> _Data records_:

○ ○ ○

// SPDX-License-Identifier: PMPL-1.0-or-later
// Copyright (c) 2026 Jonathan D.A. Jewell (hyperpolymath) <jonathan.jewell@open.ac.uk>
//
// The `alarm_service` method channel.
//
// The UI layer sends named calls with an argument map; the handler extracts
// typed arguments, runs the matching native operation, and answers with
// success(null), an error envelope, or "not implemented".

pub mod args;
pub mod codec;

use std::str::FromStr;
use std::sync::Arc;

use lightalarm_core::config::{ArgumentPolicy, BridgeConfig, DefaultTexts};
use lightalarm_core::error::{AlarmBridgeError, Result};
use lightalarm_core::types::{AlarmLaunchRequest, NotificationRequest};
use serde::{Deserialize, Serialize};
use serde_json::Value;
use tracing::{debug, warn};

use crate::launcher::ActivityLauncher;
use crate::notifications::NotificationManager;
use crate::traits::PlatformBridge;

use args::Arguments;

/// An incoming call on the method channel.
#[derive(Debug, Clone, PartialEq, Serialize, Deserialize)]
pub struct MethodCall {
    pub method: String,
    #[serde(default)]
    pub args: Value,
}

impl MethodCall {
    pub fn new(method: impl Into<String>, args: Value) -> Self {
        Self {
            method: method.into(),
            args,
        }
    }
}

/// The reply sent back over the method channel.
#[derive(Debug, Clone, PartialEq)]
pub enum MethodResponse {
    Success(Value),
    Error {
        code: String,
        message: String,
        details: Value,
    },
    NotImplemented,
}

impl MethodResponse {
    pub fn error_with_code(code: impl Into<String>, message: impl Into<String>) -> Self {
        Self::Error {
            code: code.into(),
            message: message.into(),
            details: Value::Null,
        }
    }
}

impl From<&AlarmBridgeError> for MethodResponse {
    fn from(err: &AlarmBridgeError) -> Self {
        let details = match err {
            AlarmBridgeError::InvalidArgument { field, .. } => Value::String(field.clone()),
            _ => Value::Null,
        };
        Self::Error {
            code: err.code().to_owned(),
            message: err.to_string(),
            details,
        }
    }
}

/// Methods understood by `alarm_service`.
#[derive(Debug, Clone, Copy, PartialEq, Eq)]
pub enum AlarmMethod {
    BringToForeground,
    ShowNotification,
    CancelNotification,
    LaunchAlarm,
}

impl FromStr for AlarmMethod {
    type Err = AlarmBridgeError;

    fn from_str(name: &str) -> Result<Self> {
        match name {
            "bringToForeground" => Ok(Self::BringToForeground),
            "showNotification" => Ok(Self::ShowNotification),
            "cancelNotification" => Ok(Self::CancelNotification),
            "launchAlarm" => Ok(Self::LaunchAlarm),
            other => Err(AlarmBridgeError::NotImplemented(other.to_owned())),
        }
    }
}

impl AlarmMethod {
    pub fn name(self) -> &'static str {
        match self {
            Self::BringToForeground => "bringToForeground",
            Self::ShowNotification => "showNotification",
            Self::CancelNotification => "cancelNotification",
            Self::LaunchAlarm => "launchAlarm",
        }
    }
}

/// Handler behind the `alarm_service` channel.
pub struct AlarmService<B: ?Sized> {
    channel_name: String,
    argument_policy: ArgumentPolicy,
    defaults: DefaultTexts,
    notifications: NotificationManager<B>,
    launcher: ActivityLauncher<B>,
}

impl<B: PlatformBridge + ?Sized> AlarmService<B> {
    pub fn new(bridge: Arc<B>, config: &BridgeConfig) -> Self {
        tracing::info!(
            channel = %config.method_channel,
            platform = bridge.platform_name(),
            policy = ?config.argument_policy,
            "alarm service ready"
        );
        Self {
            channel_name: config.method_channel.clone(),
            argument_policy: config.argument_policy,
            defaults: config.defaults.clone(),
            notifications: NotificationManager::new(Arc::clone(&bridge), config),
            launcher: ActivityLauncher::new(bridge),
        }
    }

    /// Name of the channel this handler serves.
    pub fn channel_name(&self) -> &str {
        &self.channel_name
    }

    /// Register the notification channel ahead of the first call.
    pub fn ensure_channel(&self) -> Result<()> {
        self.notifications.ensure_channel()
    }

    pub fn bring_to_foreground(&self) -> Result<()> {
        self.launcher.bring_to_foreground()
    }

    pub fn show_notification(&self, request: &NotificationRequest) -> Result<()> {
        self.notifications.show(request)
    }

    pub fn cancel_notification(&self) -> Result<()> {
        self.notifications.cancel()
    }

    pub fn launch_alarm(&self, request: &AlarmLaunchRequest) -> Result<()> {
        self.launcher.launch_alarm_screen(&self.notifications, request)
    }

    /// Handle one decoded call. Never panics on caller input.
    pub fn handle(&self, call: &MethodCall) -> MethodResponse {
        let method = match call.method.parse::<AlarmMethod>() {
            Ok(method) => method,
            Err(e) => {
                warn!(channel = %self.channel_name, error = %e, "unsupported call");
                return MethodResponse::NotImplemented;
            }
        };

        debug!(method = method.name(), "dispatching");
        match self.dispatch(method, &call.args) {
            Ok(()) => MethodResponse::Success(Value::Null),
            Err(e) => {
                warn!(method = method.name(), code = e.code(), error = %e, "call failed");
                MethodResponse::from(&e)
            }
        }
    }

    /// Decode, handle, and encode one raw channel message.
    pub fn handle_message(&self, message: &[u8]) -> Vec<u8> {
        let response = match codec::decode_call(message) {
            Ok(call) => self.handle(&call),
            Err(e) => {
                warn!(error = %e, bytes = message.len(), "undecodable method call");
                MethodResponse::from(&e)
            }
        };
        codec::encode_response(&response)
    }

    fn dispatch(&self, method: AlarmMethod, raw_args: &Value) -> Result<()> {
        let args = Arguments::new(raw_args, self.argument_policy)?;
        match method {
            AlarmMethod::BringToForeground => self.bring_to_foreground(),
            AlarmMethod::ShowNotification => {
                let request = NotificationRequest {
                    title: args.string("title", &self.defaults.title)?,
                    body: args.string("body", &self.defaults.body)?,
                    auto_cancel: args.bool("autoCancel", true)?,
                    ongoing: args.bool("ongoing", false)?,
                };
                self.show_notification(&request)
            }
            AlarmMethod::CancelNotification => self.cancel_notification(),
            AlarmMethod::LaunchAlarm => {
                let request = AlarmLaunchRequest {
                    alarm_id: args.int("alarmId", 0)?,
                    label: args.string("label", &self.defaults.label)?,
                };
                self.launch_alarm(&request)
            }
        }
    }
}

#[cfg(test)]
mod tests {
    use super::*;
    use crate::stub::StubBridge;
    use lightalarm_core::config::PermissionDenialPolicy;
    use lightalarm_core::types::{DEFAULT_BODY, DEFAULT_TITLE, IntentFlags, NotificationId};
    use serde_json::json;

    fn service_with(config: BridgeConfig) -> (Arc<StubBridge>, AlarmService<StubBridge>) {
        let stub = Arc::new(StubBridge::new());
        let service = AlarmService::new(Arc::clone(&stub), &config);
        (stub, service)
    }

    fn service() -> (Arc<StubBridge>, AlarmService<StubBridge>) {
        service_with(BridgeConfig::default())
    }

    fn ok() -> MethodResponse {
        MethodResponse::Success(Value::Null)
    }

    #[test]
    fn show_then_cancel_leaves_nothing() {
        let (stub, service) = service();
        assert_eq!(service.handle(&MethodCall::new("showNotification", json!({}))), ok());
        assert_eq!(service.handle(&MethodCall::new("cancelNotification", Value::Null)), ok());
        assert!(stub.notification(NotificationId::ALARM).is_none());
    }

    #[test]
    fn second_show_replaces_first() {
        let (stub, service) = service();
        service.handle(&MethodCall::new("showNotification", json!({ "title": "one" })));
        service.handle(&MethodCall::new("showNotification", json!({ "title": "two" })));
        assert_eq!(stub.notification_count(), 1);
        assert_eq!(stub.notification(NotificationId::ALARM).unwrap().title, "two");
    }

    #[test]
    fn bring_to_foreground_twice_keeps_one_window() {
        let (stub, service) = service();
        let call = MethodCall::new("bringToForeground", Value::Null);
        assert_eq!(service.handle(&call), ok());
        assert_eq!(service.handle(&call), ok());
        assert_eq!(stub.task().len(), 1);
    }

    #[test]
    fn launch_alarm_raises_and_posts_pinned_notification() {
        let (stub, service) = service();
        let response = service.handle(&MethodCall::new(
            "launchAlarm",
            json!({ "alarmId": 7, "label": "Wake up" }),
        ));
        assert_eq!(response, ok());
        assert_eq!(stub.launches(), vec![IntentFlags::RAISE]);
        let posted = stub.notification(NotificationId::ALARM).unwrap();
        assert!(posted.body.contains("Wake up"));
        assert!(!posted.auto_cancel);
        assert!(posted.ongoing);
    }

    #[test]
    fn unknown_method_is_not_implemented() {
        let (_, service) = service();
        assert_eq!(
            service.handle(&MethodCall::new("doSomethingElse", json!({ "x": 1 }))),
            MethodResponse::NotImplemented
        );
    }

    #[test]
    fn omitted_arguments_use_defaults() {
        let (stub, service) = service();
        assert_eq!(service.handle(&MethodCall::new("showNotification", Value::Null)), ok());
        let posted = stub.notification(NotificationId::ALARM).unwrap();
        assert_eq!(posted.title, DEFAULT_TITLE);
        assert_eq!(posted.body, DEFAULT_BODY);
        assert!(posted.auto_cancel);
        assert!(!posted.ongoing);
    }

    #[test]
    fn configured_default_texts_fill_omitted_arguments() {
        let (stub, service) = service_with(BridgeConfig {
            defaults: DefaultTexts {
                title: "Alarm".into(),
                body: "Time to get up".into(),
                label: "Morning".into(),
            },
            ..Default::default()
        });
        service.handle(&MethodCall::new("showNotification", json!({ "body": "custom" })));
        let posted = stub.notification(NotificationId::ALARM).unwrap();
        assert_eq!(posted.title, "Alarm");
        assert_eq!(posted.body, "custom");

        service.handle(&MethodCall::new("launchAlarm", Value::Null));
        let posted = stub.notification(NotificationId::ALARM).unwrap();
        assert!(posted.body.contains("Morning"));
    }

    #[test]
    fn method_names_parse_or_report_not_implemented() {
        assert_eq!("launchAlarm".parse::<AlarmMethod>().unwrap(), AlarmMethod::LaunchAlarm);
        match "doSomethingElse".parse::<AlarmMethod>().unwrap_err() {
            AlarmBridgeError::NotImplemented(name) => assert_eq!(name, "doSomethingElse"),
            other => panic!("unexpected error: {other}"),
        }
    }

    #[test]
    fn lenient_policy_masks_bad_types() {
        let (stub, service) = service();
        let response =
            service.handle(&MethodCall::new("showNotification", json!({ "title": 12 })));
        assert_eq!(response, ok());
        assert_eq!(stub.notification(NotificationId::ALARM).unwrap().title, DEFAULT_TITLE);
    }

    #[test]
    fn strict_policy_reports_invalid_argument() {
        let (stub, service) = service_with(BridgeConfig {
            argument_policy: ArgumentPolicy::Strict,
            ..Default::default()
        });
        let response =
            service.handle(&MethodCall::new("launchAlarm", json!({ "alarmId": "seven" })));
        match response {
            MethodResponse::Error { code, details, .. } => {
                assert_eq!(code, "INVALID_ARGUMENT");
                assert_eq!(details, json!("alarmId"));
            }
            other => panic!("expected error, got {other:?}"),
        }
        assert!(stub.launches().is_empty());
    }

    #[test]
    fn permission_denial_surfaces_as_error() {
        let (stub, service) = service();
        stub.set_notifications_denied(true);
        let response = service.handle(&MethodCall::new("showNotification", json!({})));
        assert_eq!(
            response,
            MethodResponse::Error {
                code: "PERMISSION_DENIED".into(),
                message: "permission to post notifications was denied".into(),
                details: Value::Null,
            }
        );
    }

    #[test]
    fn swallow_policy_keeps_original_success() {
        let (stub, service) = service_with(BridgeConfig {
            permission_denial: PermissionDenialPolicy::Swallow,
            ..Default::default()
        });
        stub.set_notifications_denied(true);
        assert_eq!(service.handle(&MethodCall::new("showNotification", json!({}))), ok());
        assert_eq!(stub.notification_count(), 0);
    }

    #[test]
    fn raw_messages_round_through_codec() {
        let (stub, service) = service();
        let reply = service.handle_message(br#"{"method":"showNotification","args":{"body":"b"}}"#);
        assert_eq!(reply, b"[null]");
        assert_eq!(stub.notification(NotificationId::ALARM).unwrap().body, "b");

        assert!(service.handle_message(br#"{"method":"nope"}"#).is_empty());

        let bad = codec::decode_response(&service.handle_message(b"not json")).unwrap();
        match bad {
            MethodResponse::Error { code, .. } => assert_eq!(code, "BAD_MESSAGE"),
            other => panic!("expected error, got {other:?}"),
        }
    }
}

○ ○ ○

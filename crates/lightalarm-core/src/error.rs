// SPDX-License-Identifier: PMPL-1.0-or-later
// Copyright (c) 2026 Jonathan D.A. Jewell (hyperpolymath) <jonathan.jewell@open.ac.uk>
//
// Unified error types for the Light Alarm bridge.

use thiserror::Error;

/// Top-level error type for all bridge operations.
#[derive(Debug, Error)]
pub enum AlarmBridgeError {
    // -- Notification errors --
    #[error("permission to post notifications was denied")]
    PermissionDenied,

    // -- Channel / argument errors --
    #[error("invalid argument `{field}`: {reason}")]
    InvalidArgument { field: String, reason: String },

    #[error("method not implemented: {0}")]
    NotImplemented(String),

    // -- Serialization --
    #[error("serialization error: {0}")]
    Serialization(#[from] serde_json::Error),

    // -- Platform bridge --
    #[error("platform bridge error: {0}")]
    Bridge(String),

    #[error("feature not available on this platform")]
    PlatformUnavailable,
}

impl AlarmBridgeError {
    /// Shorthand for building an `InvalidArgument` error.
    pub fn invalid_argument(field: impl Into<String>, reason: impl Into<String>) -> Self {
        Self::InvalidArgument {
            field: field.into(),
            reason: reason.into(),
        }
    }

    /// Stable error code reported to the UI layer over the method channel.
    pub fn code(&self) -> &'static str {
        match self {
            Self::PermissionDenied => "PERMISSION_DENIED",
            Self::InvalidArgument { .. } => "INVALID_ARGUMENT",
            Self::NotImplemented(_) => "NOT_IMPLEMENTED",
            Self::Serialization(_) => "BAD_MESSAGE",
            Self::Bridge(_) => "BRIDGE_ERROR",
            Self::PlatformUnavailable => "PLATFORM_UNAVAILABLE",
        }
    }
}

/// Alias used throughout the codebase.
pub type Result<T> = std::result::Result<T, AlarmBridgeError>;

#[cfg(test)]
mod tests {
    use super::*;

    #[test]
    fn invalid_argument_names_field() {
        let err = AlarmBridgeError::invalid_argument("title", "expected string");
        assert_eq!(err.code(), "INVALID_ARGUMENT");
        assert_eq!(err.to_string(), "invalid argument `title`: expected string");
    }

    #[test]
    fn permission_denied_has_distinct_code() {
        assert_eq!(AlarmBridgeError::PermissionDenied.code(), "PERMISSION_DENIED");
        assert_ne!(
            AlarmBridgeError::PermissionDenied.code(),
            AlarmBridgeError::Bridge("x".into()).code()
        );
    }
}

○ ○ ○

> _Exercise details_:
When a line in the entries above holds the word "PlatformBridge", add it to the count, then state only the count.

> _Response_:
2